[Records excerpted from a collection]
Segment Open

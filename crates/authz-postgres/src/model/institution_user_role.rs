//! Role assignment model.

use diesel::prelude::*;
use jiff_diesel::Timestamp;
use uuid::Uuid;

use crate::schema::institution_user_roles;

/// Assignment of a role to an institution user.
#[derive(Debug, Clone, PartialEq, Queryable, Selectable)]
#[diesel(table_name = institution_user_roles)]
#[diesel(check_for_backend(diesel::pg::Pg))]
pub struct InstitutionUserRole {
    pub institution_user_id: Uuid,
    pub role_id: Uuid,
    pub created_at: Timestamp,
}

/// Data for assigning a role.
#[derive(Debug, Clone, Copy, Insertable)]
#[diesel(table_name = institution_user_roles)]
#[diesel(check_for_backend(diesel::pg::Pg))]
pub struct NewInstitutionUserRole {
    pub institution_user_id: Uuid,
    pub role_id: Uuid,
}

Segment Closed

EXERCISE INSTRUCTIONS:
The required result is an exact repetition of the lines from the one containing "#[derive(Debug, Clone, PartialEq, Queryable, Selectable)]" through the last line of the data.

EXERCISE ANSWER:
#[derive(Debug, Clone, PartialEq, Queryable, Selectable)]
#[diesel(table_name = institution_user_roles)]
#[diesel(check_for_backend(diesel::pg::Pg))]
pub struct InstitutionUserRole {
    pub institution_user_id: Uuid,
    pub role_id: Uuid,
    pub created_at: Timestamp,
}

/// Data for assigning a role.
#[derive(Debug, Clone, Copy, Insertable)]
#[diesel(table_name = institution_user_roles)]
#[diesel(check_for_backend(diesel::pg::Pg))]
pub struct NewInstitutionUserRole {
    pub institution_user_id: Uuid,
    pub role_id: Uuid,
}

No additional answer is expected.